There is another fundamental problem with the ideology of pragmatism (yes, "I hate ideology" is an ideology too!) - that can be expressed as a question: What goals do these pragmatic policies advance?
At a conceptual level, ideology is a simply a heuristic for selecting the best path in problems without an obvious or easily discerned solution. So you "guess." You pick a method that, though not guaranteed to solve every problem, hopefully makes them no worse, and maybe leads to other desirable side-effects even if the core problem remains.
Apart from politics, you might have a rule-of-thumb that says "always retrace your steps from yesterday evening" if you can't find your keys. Others may "always search some list of locations consecutively." There may be no single "correct" approach for every time you lose your keys.
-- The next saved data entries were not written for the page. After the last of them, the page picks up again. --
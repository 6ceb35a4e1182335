use serde::{Deserialize, Serialize};

/// A person description to classify, keyed by its source identifier.
#[derive(Clone, Debug, Serialize, Deserialize, PartialEq, Eq)]
pub struct Document {
    pub id: String,
    pub content: String,
}

impl Document {
    pub fn new(id: impl Into<String>, content: impl Into<String>) -> Self {
        Self {
            id: id.into(),
            content: content.into(),
        }
    }
}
When it comes to picking your political ideology, the decision (to the extent it is a conscious decision) will hinge on ethical and philosophical questions not relevant to car keys. Nonetheless some of the same principles apply. You pick, say, libertarianism, because you think it solves problems well, and provides an appealing approach to the large and intractable problems of "how to govern and organize humans." Libertarianism won't just find your car keys, but brings the world closer to the ideal where it is impossible to lose keys because magic markets solved that problem somehow. Ideology entails both a specific solution to a specific problem, but also a general approach to larger challenges.
Two people with differing ideologies will often find they have very different interpretations of the outcome of a policy (assuming they agree what the outcome was), because they desire different ends. Conservatives like the Bush tax cuts because they got extra money. Liberals dislike them because they helped grow the gaping income chasm between rich and poor. This is not a "downside" to conservatives so even if they acknowledge the rich got more money, they will respond along the lines that these people worked hardest/smartest or that a vibrant wealthy class are creating jobs etc with their excess capital. Forget the merits of these arguments, the point is to illustrate that these two ideologies cannot reach a "pragmatic" solution on taxation, since they do not agree on a fundamental level about what the tax system should be doing.
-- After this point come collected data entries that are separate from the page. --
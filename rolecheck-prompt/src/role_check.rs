use std::collections::HashMap;

use rolecheck_core::{Document, Message, RolecheckError, Value};

use crate::SystemPromptTemplate;

/// Allowed values of the `<role>_status` field.
pub const ROLE_STATUSES: [&str; 3] = ["SUPPORTED", "NOT_FOUND", "CONFLICT"];

const SYSTEM_TEMPLATE: &str = r#"You are a strict document-based classifier.
Use ONLY the text provided. Do not assume facts not stated.
Your task: determine whether the person is a {{role_upper}}, based on evidence in the text.

Return JSON ONLY matching the schema:
{
  "name": string,
  "stated_occupation": string,
  "{{status_field}}": {{statuses}},
  "evidence": [string, ...],
  "reason": string
}

Rules:
- SUPPORTED: the document supports that they are a {{role}} (title and/or duties clearly involve the work of a {{role}}).
- CONFLICT: the document states "{{role}}" (or equivalent) BUT the duties contradict (e.g., none of the duties of a {{role}}; different role).
- NOT_FOUND: insufficient evidence they are a {{role}} (even if the work is related).
- evidence must be 1-3 short verbatim snippets from the document that justify the status.
- If name or occupation is not explicitly present, use "" for those fields.
"#;

/// Name of the status field the model fills in for `role`, e.g. `baker_status`.
pub fn status_field(role: &str) -> String {
    let slug: String = role
        .trim()
        .chars()
        .map(|c| {
            if c.is_ascii_alphanumeric() {
                c.to_ascii_lowercase()
            } else {
                '_'
            }
        })
        .collect();
    format!("{slug}_status")
}

/// Chat messages sent to the model for one document.
#[derive(Clone, Debug, PartialEq, Eq)]
pub struct Prompt {
    pub messages: Vec<Message>,
}

impl Prompt {
    pub fn into_messages(self) -> Vec<Message> {
        self.messages
    }
}

/// Builds the classification prompt for a fixed role.
///
/// The system policy is rendered once at construction; `build` only attaches
/// the document text, so the same document always yields the same prompt.
#[derive(Clone, Debug)]
pub struct RoleCheckPrompt {
    role: String,
    status_field: String,
    system: Message,
}

impl RoleCheckPrompt {
    pub fn new(role: &str) -> Result<Self, RolecheckError> {
        let role = role.trim();
        if role.is_empty() {
            return Err(RolecheckError::InvalidConfig(
                "role label must not be empty".to_string(),
            ));
        }

        let status_field = status_field(role);
        let statuses = ROLE_STATUSES
            .iter()
            .map(|s| format!("\"{s}\""))
            .collect::<Vec<_>>()
            .join(" | ");

        let mut vars = HashMap::new();
        vars.insert("role".to_string(), Value::from(role.to_lowercase()));
        vars.insert("role_upper".to_string(), Value::from(role.to_uppercase()));
        vars.insert("status_field".to_string(), Value::from(status_field.clone()));
        vars.insert("statuses".to_string(), Value::from(statuses));

        let system = SystemPromptTemplate::new(SYSTEM_TEMPLATE).format(&vars)?;

        Ok(Self {
            role: role.to_string(),
            status_field,
            system,
        })
    }

    pub fn role(&self) -> &str {
        &self.role
    }

    pub fn status_field(&self) -> &str {
        &self.status_field
    }

    pub fn build(&self, document: &Document) -> Prompt {
        Prompt {
            messages: vec![
                self.system.clone(),
                Message::user(format!("DOCUMENT:\n{}", document.content)),
            ],
        }
    }
}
It is possible to find areas of goal alignment between two ideologies. If communist hordes are parachuting into town a la Red Dawn, liberals and conservatives will agree to "stop them." More realistically, conservatives and liberals do generally agree (at least nominally) on some goals, like technological advancement or economic growth. Even so, it is quite difficult to find specific policies that advance these goals which would be supported by both liberals and conservatives. Sometimes this is because neither side agrees the others' approach will work on the problem at hand, but in others they will oppose it because it brings the system further from their vision of ideal. Thus, liberals will oppose strategies for economic growth which harm the environment or disadvantage minorities.
The point is not that pragmatic solutions should be reflexively opposed in favour of ideologically pure liberal approaches. That is largely a myth of the bi-partisan beltway crowd who value civility over decency and believe in some magical era where all legislation passed unanimously. Such problems are generally handled quickly and without rancor, because everyone already agrees with the solution at hand.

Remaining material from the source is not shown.